Martedì, 18 Maggio 2021
Cronaca

Hashish nelle scarpe e telefonino nei rifiuti, blitz in carcere

Ennesimo rinvenimento di droga e telefonini da parte del personale della Polizia Penitenziaria nella Casa Circondariale di Ariano

Ennesimo rinvenimento di droga e telefonini da parte del personale della Polizia Penitenziaria nella Casa Circondariale di Ariano.  Qualche giorno fa in orari notturni, dopo accurata perquisizione, gli agenti hanno rinvenuto e sequestrato in una cella del nuovo reparto un telefonino con SIM funzionante, un’altra SIM e 100 grammi di  hashish.
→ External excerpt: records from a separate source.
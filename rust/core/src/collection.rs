// This Source Code Form is subject to the terms of the Mozilla Public
// License, v. 2.0. If a copy of the MPL was not distributed with this
// file, You can obtain one at https://mozilla.org/MPL/2.0/.

//! Arena storage for one converted asset.
//!
//! The [`EntityCollection`] owns every entity produced by a single
//! conversion. Entities are kept in insertion order in a flat vector and
//! looked up by id through a hash index; parent/child structure is stored as
//! id references on the entities themselves. All linking goes through this
//! type, which rejects self-parenting, cycles and double parents so the
//! stored structure is always a forest.

use rustc_hash::{FxHashMap, FxHashSet};

use crate::entity::{new_id, Entity, Geometry};
use crate::error::{Error, Result};

/// Flat, id-indexed forest of entities
#[derive(Debug, Clone, Default)]
pub struct EntityCollection {
    entities: Vec<Entity>,
    index: FxHashMap<String, usize>,
}

impl EntityCollection {
    /// Creates a new, empty collection.
    pub fn new() -> Self {
        Self::default()
    }

    /// Number of entities
    pub fn len(&self) -> usize {
        self.entities.len()
    }

    pub fn is_empty(&self) -> bool {
        self.entities.is_empty()
    }

    pub fn contains(&self, id: &str) -> bool {
        self.index.contains_key(id)
    }

    pub fn get(&self, id: &str) -> Option<&Entity> {
        self.index.get(id).map(|&i| &self.entities[i])
    }

    /// Mutable access. Links are not reachable from here, only content.
    pub fn get_mut(&mut self, id: &str) -> Option<&mut Entity> {
        self.index.get(id).map(|&i| &mut self.entities[i])
    }

    /// Entities in insertion order
    pub fn iter(&self) -> impl Iterator<Item = &Entity> {
        self.entities.iter()
    }

    pub fn iter_mut(&mut self) -> impl Iterator<Item = &mut Entity> {
        self.entities.iter_mut()
    }

    /// Entities without a parent, in insertion order
    pub fn roots(&self) -> impl Iterator<Item = &Entity> {
        self.entities.iter().filter(|e| e.parent_id.is_none())
    }

    /// Direct children of `id` in their stored order
    pub fn children<'a>(&'a self, id: &str) -> impl Iterator<Item = &'a Entity> + 'a {
        self.get(id)
            .map(|e| e.children_ids.as_slice())
            .unwrap_or_default()
            .iter()
            .filter_map(move |child| self.get(child))
    }

    /// `preferred` if it is free, otherwise a generated id.
    pub fn unique_id(&self, preferred: Option<&str>) -> String {
        match preferred {
            Some(id) if !id.is_empty() && !self.contains(id) => id.to_string(),
            _ => new_id(),
        }
    }

    /// Add a root entity. Any links the entity carries are discarded.
    pub fn insert(&mut self, mut entity: Entity) -> Result<String> {
        if self.index.contains_key(&entity.id) {
            return Err(Error::DuplicateId(entity.id));
        }
        entity.parent_id = None;
        entity.children_ids.clear();

        let id = entity.id.clone();
        self.index.insert(id.clone(), self.entities.len());
        self.entities.push(entity);
        Ok(id)
    }

    /// Add an entity as the last child of `parent_id`.
    pub fn insert_child(&mut self, parent_id: &str, entity: Entity) -> Result<String> {
        if !self.contains(parent_id) {
            return Err(Error::UnknownEntity(parent_id.to_string()));
        }
        let id = self.insert(entity)?;
        self.attach_child(parent_id, &id)?;
        Ok(id)
    }

    /// Link two existing entities.
    ///
    /// Fails when either id is unknown, when `child_id` already has a parent,
    /// and when the link would close a cycle (including an entity becoming
    /// its own child).
    pub fn attach_child(&mut self, parent_id: &str, child_id: &str) -> Result<()> {
        let parent_idx = *self
            .index
            .get(parent_id)
            .ok_or_else(|| Error::UnknownEntity(parent_id.to_string()))?;
        let child_idx = *self
            .index
            .get(child_id)
            .ok_or_else(|| Error::UnknownEntity(child_id.to_string()))?;

        if let Some(existing) = &self.entities[child_idx].parent_id {
            return Err(Error::AlreadyParented {
                child: child_id.to_string(),
                parent: existing.clone(),
            });
        }
        if self.is_ancestor_or_self(child_id, parent_id) {
            return Err(Error::CyclicReference {
                parent: parent_id.to_string(),
                child: child_id.to_string(),
            });
        }

        self.entities[child_idx].parent_id = Some(parent_id.to_string());
        self.entities[parent_idx].children_ids.push(child_id.to_string());
        Ok(())
    }

    /// Whether `candidate` is `id` itself or one of its ancestors.
    fn is_ancestor_or_self(&self, candidate: &str, id: &str) -> bool {
        let mut current = Some(id);
        let mut steps = 0;
        while let Some(cur) = current {
            if cur == candidate {
                return true;
            }
            steps += 1;
            if steps > self.entities.len() {
                // A loop already exists upstream; treat as cyclic.
                return true;
            }
            current = self.get(cur).and_then(|e| e.parent_id.as_deref());
        }
        false
    }

    /// `id` and everything below it, depth first, parents before children.
    pub fn descendants_depth_first(&self, id: &str) -> Vec<&Entity> {
        let mut out = Vec::new();
        let mut visited: FxHashSet<&str> = FxHashSet::default();
        let mut stack: Vec<&str> = vec![id];

        while let Some(cur) = stack.pop() {
            if !visited.insert(cur) {
                continue;
            }
            if let Some(entity) = self.get(cur) {
                out.push(entity);
                stack.extend(entity.children_ids.iter().rev().map(String::as_str));
            }
        }
        out
    }

    /// Re-check every tree and geometry invariant.
    pub fn validate(&self) -> Result<()> {
        let mut seen_as_child: FxHashSet<&str> = FxHashSet::default();

        for entity in &self.entities {
            for child_id in &entity.children_ids {
                if child_id == &entity.id {
                    return Err(Error::CyclicReference {
                        parent: entity.id.clone(),
                        child: child_id.clone(),
                    });
                }
                let child = self
                    .get(child_id)
                    .ok_or_else(|| Error::UnknownEntity(child_id.clone()))?;
                if child.parent_id.as_deref() != Some(entity.id.as_str()) {
                    return Err(Error::invalid(
                        child_id,
                        format!("listed as child of {} but its parent is {:?}", entity.id, child.parent_id),
                    ));
                }
                if !seen_as_child.insert(child_id.as_str()) {
                    return Err(Error::invalid(child_id, "listed as a child more than once"));
                }
            }

            if let Some(parent_id) = &entity.parent_id {
                let parent = self
                    .get(parent_id)
                    .ok_or_else(|| Error::UnknownEntity(parent_id.clone()))?;
                if !parent.children_ids.contains(&entity.id) {
                    return Err(Error::invalid(
                        &entity.id,
                        format!("parent {} does not list it as a child", parent_id),
                    ));
                }
                if self.is_ancestor_or_self(&entity.id, parent_id) {
                    return Err(Error::CyclicReference {
                        parent: parent_id.clone(),
                        child: entity.id.clone(),
                    });
                }
            }

            validate_geometry(entity)?;
        }
        Ok(())
    }

    /// Rebuild a collection from fully linked entities, checking invariants.
    pub(crate) fn from_linked(entities: Vec<Entity>) -> Result<Self> {
        let mut collection = Self::new();
        for entity in entities {
            if collection.index.contains_key(&entity.id) {
                return Err(Error::DuplicateId(entity.id));
            }
            collection.index.insert(entity.id.clone(), collection.entities.len());
            collection.entities.push(entity);
        }
        collection.validate()?;
        Ok(collection)
    }
}

fn validate_geometry(entity: &Entity) -> Result<()> {
    match &entity.geometry {
        Geometry::Mesh(mesh) => {
            if mesh.positions.len() % 3 != 0 {
                return Err(Error::invalid(&entity.id, "position count is not a multiple of 3"));
            }
            if !mesh.normals.is_empty() && mesh.normals.len() != mesh.positions.len() {
                return Err(Error::invalid(&entity.id, "normals are not parallel to positions"));
            }
            if mesh.triangles.len() % 3 != 0 {
                return Err(Error::invalid(&entity.id, "triangle index count is not a multiple of 3"));
            }
            let vertex_count = mesh.vertex_count();
            if mesh.triangles.iter().any(|&i| i as usize >= vertex_count) {
                return Err(Error::invalid(&entity.id, "triangle index out of range"));
            }
        }
        Geometry::Polygon { outer, holes } => {
            for ring in std::iter::once(outer).chain(holes) {
                if !ring.is_empty() && ring.first() != ring.last() {
                    return Err(Error::invalid(&entity.id, "polygon ring is not closed"));
                }
            }
        }
        _ => {}
    }
    Ok(())
}

#[cfg(test)]
mod tests {
    use super::*;
    use crate::entity::MeshData;

    #[test]
    fn insert_and_link() {
        let mut c = EntityCollection::new();
        let root = c.insert(Entity::container("root").with_id("root")).unwrap();
        let child = c.insert_child(&root, Entity::point("p", vec![[1.0, 2.0, 3.0]])).unwrap();

        assert_eq!(c.len(), 2);
        assert_eq!(c.get(&child).unwrap().parent_id(), Some("root"));
        assert_eq!(c.get("root").unwrap().children_ids(), &[child.clone()]);
        assert_eq!(c.roots().count(), 1);
        assert_eq!(c.children("root").next().unwrap().id, child);
        c.validate().unwrap();
    }

    #[test]
    fn duplicate_id_rejected() {
        let mut c = EntityCollection::new();
        c.insert(Entity::container("a").with_id("x")).unwrap();
        let err = c.insert(Entity::container("b").with_id("x")).unwrap_err();
        assert!(matches!(err, Error::DuplicateId(_)));
    }

    #[test]
    fn self_child_rejected() {
        let mut c = EntityCollection::new();
        c.insert(Entity::container("a").with_id("a")).unwrap();
        let err = c.attach_child("a", "a").unwrap_err();
        assert!(matches!(err, Error::CyclicReference { .. }));
        assert!(c.get("a").unwrap().children_ids().is_empty());
    }

    #[test]
    fn ancestor_as_child_rejected() {
        let mut c = EntityCollection::new();
        c.insert(Entity::container("a").with_id("a")).unwrap();
        c.insert_child("a", Entity::container("b").with_id("b")).unwrap();
        c.insert_child("b", Entity::container("c").with_id("c")).unwrap();
        // "a" is a root, so it is not parented yet; linking it under its own
        // grandchild must still fail.
        let err = c.attach_child("c", "a").unwrap_err();
        assert!(matches!(err, Error::CyclicReference { .. }));
    }

    #[test]
    fn second_parent_rejected() {
        let mut c = EntityCollection::new();
        c.insert(Entity::container("a").with_id("a")).unwrap();
        c.insert(Entity::container("b").with_id("b")).unwrap();
        c.insert_child("a", Entity::container("c").with_id("c")).unwrap();
        let err = c.attach_child("b", "c").unwrap_err();
        assert!(matches!(err, Error::AlreadyParented { .. }));
    }

    #[test]
    fn unique_id_falls_back_when_taken() {
        let mut c = EntityCollection::new();
        c.insert(Entity::container("a").with_id("node")).unwrap();
        assert_eq!(c.unique_id(Some("free")), "free");
        assert_ne!(c.unique_id(Some("node")), "node");
        assert_ne!(c.unique_id(Some("")), "");
    }

    #[test]
    fn depth_first_order() {
        let mut c = EntityCollection::new();
        c.insert(Entity::container("r").with_id("r")).unwrap();
        c.insert_child("r", Entity::container("a").with_id("a")).unwrap();
        c.insert_child("a", Entity::container("a1").with_id("a1")).unwrap();
        c.insert_child("r", Entity::container("b").with_id("b")).unwrap();

        let order: Vec<&str> = c.descendants_depth_first("r").iter().map(|e| e.id.as_str()).collect();
        assert_eq!(order, vec!["r", "a", "a1", "b"]);
    }

    #[test]
    fn validate_catches_bad_mesh() {
        let mut c = EntityCollection::new();
        c.insert(Entity::mesh("m", MeshData::new(vec![0.0; 9], Vec::new(), vec![0, 1, 3])))
            .unwrap();
        assert!(c.validate().is_err());
    }

    #[test]
    fn validate_catches_open_ring() {
        let mut c = EntityCollection::new();
        let ring = vec![[0.0, 0.0, 0.0], [0.0, 1.0, 0.0], [1.0, 1.0, 0.0]];
        c.insert(Entity::polygon("p", ring, Vec::new())).unwrap();
        assert!(c.validate().is_err());
    }
}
Il telefonino era occultato nel cestino dei rifiuti mentre la droga era nascosta in un paio di scarpe in uno spazio abilmente creato nelle suole. Nella giornata di ieri poi è stato scoperto un altro telefonino sempre in una cella del nuovo padiglione. Il fare sospetto di un detenuto ha messo in allerta il personale che intervenuto con tempestività ha trovato il cellulare addosso all’uomo. Sin qui la cronaca degli ultimi fatti, divulgati dal Sappe che, in una nota, ribadisce le problematiche che ogni giorno gli agenti si trovano ad affrontare a causa della carenza di personale e, secondo l’avviso di Emilio Fattorello Segretario Nazionale del sindacato, anche a causa della cattiva organizzazione del personale: “In data 15 gennaio – si legge – il Sindacato Autonomo Polizia Penitenziaria con una Delegazione Regionale e locale ha incontrato il Personale della Polizia Penitenziaria in servizio ad Ariano. Personale che ha sollevato numerose lamentele. Doglianze che hanno evidenziato carenze gestionali delle risorse umane. Organizzazione del lavoro senza la dovuta programmazione, turni di lavoro con lavoro straordinario imposto a volte non retribuito, accorpamento di più posti di servizio, carenza di sicurezza per carenze gestionali, strutturali e una non controllata mobilità dei detenuti. La Delegazione dei Dirigenti Sindacali Sappe ancora una volta hanno rappresentato al Direttore e Comandante del Reparto le criticità della struttura Penitenziaria arianese compresi gli evidenti ritardi nella organizzazione del lavoro sia per il ripristino dei turni di sei ore sia per l’esecuzione delle prescrizioni della Commissione Arbitrale Regionale circa gli interpelli e la mobilità interna del Reparto della Polizia Penitenziaria a garanzia della pari opportunità tra il personale e trasparenza del buon agire della Pubblica Amministrazione. La Direzione ascoltate le rivendicazioni sollevate ha garantito interventi prima del proprio avvicendamento con altro Direttore alla guida dell’istituto, previsto a breve“.